Inventors and entrepreneurs generally justified themselves in terms of their service to humanity.
Even immigrants seldom expressed basic selfishness as their motive, claiming instead to want to build a better life for their children. That is a selfish motive, indeed, but it was never expressed as such.
That is why in my earlier comments, I pointed to long threads of history in which the foundations and implications of Objectivism -- reality, reason, egoism, capitalism, romantic realism, and the psychology of self-esteem -- were broadly but only implicitly accepted, at different times.
Yes. I love the idea of the hidden Gulch in AS. I fancy the idea of people trying it, but IMHO an ideal "gulch" would be not hidden but sort-of under-the-radar. The simplest, albeit technologically implausible, is a space station of some sort where people do research and produce some high-margin items that require micro-gravity to produce. More plausible might be a community in a zona franca (economic development zone) in a remote part of some country. I realize this is a fantastical notion, but I could see elements of it coming true.

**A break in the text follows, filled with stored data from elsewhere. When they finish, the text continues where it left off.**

//! Denylist filtering for non-order notifications.

use std::collections::BTreeMap;

/// Return the denylist category and phrase matching the text, if any.
///
/// Matching is case-insensitive substring containment. Phrases are checked
/// independently; a single hit is sufficient to classify the message as not
/// an order, regardless of any order-like content around it.
pub fn rejection_match<'a>(
    text: &str,
    denylist: &'a BTreeMap<String, Vec<String>>,
) -> Option<(&'a str, &'a str)> {
    let haystack = text.to_lowercase();

    for (category, phrases) in denylist {
        for phrase in phrases {
            if haystack.contains(&phrase.to_lowercase()) {
                return Some((category.as_str(), phrase.as_str()));
            }
        }
    }

    None
}
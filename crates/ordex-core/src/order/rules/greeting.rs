//! Customer name extraction from the salutation line.

use super::ExtractionMatch;
use super::patterns::GREETING;

/// Extract the greeted name from a "Hi <Name>," salutation.
///
/// The name is one or more space-separated capitalized tokens; the first
/// match in the text wins, which is the salutation near the top of the
/// email.
pub fn extract_customer_name(text: &str) -> Option<ExtractionMatch<String>> {
    GREETING.captures(text).map(|caps| {
        let full_match = caps.get(0).unwrap();
        ExtractionMatch::new(caps[1].trim().to_string(), 0.9, full_match.as_str())
            .with_position(full_match.start(), full_match.end())
    })
}
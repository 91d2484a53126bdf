//! Total-amount extraction.
//!
//! The rules form an explicit priority list: the most specific cue phrase
//! wins over a bare currency match, so a line-item price is never mistaken
//! for the order total.

use std::str::FromStr;

use lazy_static::lazy_static;
use regex::Regex;
use rust_decimal::Decimal;
use tracing::debug;

use super::{ExtractionMatch, FieldExtractor};

/// A named amount-extraction rule. The captured digits are in group 1 and
/// must carry a decimal fraction or digit grouping.
pub struct AmountRule {
    /// Stable rule name, used in logs and tests.
    pub name: &'static str,
    /// Cue-anchored currency pattern.
    pub pattern: Regex,
}

// Number shape shared by all rules: "450.00", "1,234.56", "1,23,456".
const NUM: &str = r"(\d+(?:,\d+)*\.\d{1,2}|\d+(?:,\d+)+)";

fn cue_rule(name: &'static str, prefix: &str) -> AmountRule {
    AmountRule {
        name,
        pattern: Regex::new(&format!(r"(?i){prefix}[^\n₹]*₹\s*{NUM}")).unwrap(),
    }
}

lazy_static! {
    /// Priority-ordered amount rules. Evaluated top to bottom; the first
    /// match wins.
    pub static ref AMOUNT_RULES: Vec<AmountRule> = vec![
        cue_rule("total-paid", r"total\s+paid"),
        cue_rule("amount-paid", r"amount\s+paid"),
        cue_rule("paid", r"\bpaid\b"),
        cue_rule("total", r"\btotal\b"),
        AmountRule {
            name: "paid-suffix",
            pattern: Regex::new(&format!(r"(?i)₹\s*{NUM}\s*\(paid\)")).unwrap(),
        },
        AmountRule {
            name: "bare-currency",
            pattern: Regex::new(&format!(r"₹\s*{NUM}")).unwrap(),
        },
    ];
}

/// Amount field extractor over the priority rule list.
pub struct AmountExtractor;

impl AmountExtractor {
    pub fn new() -> Self {
        Self
    }
}

impl Default for AmountExtractor {
    fn default() -> Self {
        Self::new()
    }
}

impl FieldExtractor for AmountExtractor {
    type Output = ExtractionMatch<Decimal>;

    fn extract(&self, text: &str) -> Option<Self::Output> {
        self.extract_all(text).into_iter().next()
    }

    /// One match per rule, in priority order.
    fn extract_all(&self, text: &str) -> Vec<Self::Output> {
        let mut results = Vec::new();

        for rule in AMOUNT_RULES.iter() {
            if let Some(caps) = rule.pattern.captures(text) {
                if let Some(amount) = parse_grouped_amount(&caps[1]) {
                    let full_match = caps.get(0).unwrap();
                    results.push(
                        ExtractionMatch::new(amount, 0.9, full_match.as_str())
                            .with_position(full_match.start(), full_match.end()),
                    );
                }
            }
        }

        results
    }
}

/// Extract the order total using the first matching rule.
///
/// A rule whose captured digits fail to parse yields no amount rather than a
/// default numeric value.
pub fn extract_amount(text: &str) -> Option<ExtractionMatch<Decimal>> {
    for rule in AMOUNT_RULES.iter() {
        if let Some(caps) = rule.pattern.captures(text) {
            let digits = &caps[1];
            match parse_grouped_amount(digits) {
                Some(amount) => {
                    debug!("amount {} matched by rule '{}'", amount, rule.name);
                    let full_match = caps.get(0).unwrap();
                    return Some(
                        ExtractionMatch::new(amount, 0.9, full_match.as_str())
                            .with_position(full_match.start(), full_match.end()),
                    );
                }
                None => return None,
            }
        }
    }

    None
}

/// Parse a digit-grouped amount ("1,234.56", "1,23,456") by removing the
/// group separators.
pub fn parse_grouped_amount(s: &str) -> Option<Decimal> {
    let cleaned: String = s
        .chars()
        .filter(|c| c.is_ascii_digit() || *c == '.')
        .collect();

    if cleaned.is_empty() {
        return None;
    }

    Decimal::from_str(&cleaned).ok()
}
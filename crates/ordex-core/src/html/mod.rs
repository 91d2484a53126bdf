//! HTML-to-text normalization for transactional email bodies.
//!
//! Delivery-service emails are deeply nested table layouts; the field rules
//! downstream only need the visible text with line structure preserved, so
//! semantically distinct lines (item name, price, address) stay separable by
//! line-splitting.

use ego_tree::NodeRef;
use scraper::{Html, Node};

/// Elements whose text content is never visible.
const SKIPPED: &[&str] = &["script", "style", "head", "title", "template", "noscript"];

/// Block-level elements that force a line boundary.
const BLOCK: &[&str] = &[
    "address", "article", "aside", "blockquote", "div", "dl", "dt", "dd", "fieldset", "figure",
    "footer", "form", "h1", "h2", "h3", "h4", "h5", "h6", "header", "hr", "li", "main", "nav",
    "ol", "p", "pre", "section", "table", "tbody", "td", "tfoot", "th", "thead", "tr", "ul",
];

/// Convert raw HTML into a flat, line-oriented text representation.
///
/// Markup tags are stripped, each block-level element boundary becomes a
/// `\n`, and runs of horizontal whitespace collapse to a single space.
/// Adjacent boundaries merge into one separator. The underlying html5ever
/// parser recovers from truncated or partially-invalid markup, so this
/// function is total: it never panics and always returns a (possibly empty)
/// string.
pub fn normalize(html: &str) -> String {
    let document = Html::parse_document(html);
    let mut out = String::new();
    walk(document.tree.root(), &mut out);
    out.trim_matches(|c: char| c.is_whitespace()).to_string()
}

fn walk(node: NodeRef<'_, Node>, out: &mut String) {
    match node.value() {
        Node::Text(text) => push_collapsed(out, &text),
        Node::Element(element) => {
            let name = element.name();
            if SKIPPED.contains(&name) {
                return;
            }
            if name == "br" {
                push_boundary(out);
                return;
            }

            let block = BLOCK.contains(&name);
            if block {
                push_boundary(out);
            }
            for child in node.children() {
                walk(child, out);
            }
            if block {
                push_boundary(out);
            }
        }
        // Document/fragment/comment wrappers: comments carry no text,
        // everything else just forwards to its children.
        _ => {
            for child in node.children() {
                walk(child, out);
            }
        }
    }
}

/// Append a text node, collapsing whitespace runs (including raw newlines
/// inside the markup) to a single space.
fn push_collapsed(out: &mut String, text: &str) {
    for ch in text.chars() {
        if ch.is_whitespace() {
            if !out.is_empty() && !out.ends_with(' ') && !out.ends_with('\n') {
                out.push(' ');
            }
        } else {
            out.push(ch);
        }
    }
}

/// Append a line separator, trimming trailing padding first. Consecutive
/// boundaries collapse into a single separator.
fn push_boundary(out: &mut String) {
    while out.ends_with(' ') {
        out.pop();
    }
    if !out.is_empty() && !out.ends_with('\n') {
        out.push('\n');
    }
}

Yes, that is exactly what I'm saying.
The shame of it is how long that mentality lasted and how quickly, and recently, it left this country.
My daughter met a newspaper editor who told her about a secret government project whose emblem is an octopus over the world. I found this: the National Reconnaissance Office (Wikipedia here: https://en.wikipedia.org/wiki/Nationa.... One of their other mottos is "MELIOR DIABOLUS QUEM SAPIES" (better the devil you know). For the octopus over the world, see here: https://en.wikipedia.org/wiki/List_of...
Personally, I am willing to suspect that laissez faire capitalism and commercial ethics would destroy Islamic Jihad, just as it - not nuclear arsenals - destroyed communism. (See Bruce Springsteen "Chimes of Freedom" in East Berlin 1988 here: https://www.youtube.com/watch?v=9_hQi...
On the other hand... when you wake up in the middle of night because an intruder is in your home, killing him is better than discussing ethics. So, yes, let surveillance continue because Iran totally sucks and the NSA is staffed by American nerds.